**Exercise data**
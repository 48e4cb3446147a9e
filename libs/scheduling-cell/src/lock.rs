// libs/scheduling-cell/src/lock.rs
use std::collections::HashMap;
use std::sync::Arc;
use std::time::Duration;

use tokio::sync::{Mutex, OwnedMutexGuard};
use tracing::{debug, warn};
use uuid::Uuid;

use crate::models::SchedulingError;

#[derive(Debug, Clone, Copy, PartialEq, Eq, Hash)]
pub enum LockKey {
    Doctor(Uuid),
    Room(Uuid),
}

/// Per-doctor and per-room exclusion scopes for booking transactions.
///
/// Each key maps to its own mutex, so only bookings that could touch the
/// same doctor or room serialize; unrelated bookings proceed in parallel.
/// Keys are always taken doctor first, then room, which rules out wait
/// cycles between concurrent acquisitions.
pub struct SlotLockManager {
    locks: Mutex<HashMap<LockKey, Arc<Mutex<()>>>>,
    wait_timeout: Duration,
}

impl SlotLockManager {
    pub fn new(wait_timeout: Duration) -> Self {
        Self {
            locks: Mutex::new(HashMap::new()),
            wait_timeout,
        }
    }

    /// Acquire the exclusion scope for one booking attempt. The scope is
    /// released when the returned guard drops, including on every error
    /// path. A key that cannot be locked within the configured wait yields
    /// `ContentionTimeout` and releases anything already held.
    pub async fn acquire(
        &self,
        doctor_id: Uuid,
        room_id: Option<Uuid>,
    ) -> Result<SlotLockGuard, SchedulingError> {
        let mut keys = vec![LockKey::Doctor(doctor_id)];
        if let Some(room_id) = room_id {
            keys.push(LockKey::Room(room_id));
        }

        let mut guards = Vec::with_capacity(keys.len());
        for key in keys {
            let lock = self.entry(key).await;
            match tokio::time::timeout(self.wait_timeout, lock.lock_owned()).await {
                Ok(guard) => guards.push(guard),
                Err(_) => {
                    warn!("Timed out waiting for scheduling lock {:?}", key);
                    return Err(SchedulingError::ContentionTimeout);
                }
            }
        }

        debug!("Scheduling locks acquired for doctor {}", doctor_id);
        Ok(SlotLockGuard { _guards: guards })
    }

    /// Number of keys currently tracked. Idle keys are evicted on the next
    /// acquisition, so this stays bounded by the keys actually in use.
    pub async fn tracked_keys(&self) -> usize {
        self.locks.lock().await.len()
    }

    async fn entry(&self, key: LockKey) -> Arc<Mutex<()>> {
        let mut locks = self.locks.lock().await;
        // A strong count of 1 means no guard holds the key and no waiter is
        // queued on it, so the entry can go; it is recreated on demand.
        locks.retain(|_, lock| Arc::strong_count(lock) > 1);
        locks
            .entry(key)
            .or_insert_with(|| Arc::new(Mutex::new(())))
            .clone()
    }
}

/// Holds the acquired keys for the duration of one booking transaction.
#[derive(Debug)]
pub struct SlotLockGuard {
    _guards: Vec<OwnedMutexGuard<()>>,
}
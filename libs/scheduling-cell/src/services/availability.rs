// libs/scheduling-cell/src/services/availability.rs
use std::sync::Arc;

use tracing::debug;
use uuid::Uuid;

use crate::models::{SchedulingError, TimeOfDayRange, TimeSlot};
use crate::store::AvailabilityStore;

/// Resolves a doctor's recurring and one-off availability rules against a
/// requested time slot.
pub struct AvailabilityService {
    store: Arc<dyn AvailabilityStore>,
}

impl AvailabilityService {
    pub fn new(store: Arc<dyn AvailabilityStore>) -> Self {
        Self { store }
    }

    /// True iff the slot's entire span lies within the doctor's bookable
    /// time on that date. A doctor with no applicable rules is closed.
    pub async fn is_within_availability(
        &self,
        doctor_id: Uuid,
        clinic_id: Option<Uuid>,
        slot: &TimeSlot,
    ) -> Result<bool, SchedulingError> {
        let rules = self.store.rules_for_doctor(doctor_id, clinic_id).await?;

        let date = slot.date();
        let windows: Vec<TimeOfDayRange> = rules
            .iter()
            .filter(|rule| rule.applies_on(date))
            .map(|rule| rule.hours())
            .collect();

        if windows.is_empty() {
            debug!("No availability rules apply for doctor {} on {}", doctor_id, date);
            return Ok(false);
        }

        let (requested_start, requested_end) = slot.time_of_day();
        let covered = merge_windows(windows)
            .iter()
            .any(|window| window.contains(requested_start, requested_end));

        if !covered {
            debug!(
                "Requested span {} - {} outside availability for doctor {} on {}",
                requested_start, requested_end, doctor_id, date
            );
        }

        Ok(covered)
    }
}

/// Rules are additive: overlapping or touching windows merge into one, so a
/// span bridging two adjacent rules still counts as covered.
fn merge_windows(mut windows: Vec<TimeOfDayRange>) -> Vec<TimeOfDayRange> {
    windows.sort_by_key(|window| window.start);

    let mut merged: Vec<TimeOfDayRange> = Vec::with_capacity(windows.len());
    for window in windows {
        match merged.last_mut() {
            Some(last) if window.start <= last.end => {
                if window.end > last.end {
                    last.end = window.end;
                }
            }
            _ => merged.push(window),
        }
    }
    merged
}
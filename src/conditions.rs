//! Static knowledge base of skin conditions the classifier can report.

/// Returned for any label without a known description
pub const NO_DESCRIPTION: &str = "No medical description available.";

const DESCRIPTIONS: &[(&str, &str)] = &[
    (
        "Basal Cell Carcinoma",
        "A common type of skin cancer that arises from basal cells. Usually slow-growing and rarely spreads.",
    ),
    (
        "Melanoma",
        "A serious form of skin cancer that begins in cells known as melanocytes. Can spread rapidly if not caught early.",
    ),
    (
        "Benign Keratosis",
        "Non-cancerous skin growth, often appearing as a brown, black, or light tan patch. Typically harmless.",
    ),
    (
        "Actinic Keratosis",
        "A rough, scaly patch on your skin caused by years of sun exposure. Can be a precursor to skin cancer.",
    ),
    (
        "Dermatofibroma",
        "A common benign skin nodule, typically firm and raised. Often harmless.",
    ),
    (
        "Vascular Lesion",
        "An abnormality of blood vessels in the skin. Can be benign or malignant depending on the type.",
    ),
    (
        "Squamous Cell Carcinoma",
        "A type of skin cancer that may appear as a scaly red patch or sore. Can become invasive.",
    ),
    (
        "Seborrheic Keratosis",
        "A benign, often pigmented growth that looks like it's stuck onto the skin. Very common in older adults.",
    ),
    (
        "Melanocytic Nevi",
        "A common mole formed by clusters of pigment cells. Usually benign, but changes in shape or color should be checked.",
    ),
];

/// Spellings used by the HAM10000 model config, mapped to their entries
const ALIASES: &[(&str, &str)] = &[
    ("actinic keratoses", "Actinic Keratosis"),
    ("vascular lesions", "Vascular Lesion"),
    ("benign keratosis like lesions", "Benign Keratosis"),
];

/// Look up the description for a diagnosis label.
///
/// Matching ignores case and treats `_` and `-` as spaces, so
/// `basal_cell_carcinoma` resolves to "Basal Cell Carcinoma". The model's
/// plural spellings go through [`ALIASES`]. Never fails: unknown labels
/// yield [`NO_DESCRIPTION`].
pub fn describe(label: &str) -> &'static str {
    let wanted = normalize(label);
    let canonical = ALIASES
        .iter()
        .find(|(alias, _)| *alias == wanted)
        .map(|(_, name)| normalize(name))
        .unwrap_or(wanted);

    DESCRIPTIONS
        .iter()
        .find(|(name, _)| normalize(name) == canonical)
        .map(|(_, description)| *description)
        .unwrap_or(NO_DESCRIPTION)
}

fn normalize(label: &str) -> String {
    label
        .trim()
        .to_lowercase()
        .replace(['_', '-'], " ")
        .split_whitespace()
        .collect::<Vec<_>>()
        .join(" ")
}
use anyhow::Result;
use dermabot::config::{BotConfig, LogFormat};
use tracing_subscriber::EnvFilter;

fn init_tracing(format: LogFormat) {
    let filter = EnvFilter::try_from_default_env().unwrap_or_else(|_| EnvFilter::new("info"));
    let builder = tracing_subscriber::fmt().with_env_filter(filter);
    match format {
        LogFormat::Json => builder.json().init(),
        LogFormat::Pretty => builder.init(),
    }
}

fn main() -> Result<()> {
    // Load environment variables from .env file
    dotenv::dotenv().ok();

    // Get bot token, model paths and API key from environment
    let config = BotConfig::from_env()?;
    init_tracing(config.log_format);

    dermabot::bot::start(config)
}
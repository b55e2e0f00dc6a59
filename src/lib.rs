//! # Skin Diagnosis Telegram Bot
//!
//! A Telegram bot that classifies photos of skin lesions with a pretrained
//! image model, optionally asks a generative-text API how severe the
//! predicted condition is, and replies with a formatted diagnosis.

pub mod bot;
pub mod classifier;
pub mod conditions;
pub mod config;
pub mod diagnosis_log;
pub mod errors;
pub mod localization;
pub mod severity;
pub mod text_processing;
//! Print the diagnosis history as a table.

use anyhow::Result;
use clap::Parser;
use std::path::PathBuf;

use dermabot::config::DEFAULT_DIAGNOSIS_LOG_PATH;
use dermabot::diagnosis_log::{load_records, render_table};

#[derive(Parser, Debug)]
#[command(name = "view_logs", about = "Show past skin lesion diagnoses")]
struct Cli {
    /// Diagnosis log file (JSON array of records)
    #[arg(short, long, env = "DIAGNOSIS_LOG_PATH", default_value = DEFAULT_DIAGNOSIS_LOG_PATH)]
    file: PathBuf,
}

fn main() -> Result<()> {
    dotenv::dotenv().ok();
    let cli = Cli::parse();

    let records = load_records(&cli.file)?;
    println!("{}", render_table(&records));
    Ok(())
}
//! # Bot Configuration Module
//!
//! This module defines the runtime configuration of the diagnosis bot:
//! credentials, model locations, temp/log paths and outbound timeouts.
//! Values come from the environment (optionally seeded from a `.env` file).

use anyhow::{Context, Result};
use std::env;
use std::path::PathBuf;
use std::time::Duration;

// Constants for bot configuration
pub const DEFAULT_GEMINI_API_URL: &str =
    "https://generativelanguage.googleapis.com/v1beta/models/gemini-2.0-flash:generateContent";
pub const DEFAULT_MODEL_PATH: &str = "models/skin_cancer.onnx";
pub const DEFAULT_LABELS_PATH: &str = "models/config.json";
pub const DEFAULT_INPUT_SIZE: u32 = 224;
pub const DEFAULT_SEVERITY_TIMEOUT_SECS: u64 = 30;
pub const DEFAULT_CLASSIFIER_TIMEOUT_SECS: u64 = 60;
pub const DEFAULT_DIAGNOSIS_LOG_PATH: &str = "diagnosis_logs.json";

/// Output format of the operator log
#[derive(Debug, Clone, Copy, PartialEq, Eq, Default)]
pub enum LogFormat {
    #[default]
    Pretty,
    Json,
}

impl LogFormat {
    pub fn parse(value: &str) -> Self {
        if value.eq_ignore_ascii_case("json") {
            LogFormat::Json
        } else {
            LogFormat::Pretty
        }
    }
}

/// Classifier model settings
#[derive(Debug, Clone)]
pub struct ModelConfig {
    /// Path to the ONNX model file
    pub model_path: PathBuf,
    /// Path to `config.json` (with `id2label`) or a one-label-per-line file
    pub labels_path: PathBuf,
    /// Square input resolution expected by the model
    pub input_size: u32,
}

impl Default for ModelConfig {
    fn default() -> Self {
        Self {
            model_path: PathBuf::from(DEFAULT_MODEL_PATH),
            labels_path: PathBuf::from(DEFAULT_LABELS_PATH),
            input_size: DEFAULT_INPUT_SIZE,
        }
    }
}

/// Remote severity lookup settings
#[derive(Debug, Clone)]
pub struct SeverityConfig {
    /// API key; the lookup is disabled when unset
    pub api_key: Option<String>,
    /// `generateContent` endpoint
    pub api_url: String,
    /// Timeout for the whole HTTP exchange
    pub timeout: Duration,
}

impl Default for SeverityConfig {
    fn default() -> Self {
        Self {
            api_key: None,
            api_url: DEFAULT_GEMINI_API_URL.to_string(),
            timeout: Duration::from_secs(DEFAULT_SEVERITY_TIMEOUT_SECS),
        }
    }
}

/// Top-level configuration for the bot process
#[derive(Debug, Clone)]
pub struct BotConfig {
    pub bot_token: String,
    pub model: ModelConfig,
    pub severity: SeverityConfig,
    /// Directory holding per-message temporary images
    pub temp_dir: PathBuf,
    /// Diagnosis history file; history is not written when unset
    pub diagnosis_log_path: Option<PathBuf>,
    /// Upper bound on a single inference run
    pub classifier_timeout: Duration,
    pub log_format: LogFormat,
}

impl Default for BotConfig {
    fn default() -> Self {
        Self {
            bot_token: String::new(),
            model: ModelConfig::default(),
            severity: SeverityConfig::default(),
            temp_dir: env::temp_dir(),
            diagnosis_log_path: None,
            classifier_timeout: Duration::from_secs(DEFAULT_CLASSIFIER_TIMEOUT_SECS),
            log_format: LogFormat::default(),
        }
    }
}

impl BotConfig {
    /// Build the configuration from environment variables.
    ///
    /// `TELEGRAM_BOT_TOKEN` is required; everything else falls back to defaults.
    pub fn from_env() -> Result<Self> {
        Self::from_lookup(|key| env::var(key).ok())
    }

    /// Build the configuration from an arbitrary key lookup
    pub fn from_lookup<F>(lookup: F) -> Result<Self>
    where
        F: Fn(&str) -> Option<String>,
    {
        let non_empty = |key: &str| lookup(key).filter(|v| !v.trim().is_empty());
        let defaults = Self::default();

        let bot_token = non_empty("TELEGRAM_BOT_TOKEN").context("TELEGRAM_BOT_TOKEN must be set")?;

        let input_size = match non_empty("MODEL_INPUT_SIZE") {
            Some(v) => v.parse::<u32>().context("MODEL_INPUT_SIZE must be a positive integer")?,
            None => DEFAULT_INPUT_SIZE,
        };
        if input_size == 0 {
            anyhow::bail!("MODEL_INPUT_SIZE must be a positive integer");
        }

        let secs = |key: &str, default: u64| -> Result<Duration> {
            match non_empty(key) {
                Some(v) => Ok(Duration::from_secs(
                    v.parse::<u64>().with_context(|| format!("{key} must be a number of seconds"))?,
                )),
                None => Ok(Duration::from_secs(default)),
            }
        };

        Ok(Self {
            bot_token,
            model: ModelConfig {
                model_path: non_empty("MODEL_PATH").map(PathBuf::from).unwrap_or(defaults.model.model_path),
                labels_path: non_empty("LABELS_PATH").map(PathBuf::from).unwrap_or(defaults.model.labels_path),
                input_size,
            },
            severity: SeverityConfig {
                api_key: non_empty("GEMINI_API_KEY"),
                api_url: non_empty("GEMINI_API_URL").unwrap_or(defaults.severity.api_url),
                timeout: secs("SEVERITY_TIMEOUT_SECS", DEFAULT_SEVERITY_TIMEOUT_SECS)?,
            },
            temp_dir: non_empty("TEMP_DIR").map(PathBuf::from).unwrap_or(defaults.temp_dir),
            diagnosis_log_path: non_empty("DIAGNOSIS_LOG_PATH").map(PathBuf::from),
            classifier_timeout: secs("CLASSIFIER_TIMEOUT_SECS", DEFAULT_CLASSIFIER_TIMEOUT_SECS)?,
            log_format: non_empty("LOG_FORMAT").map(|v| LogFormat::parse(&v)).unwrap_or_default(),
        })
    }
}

**What is expected**
Tally the lines of the entries that carry the word "impl" and say only that number.

**Expected output**
7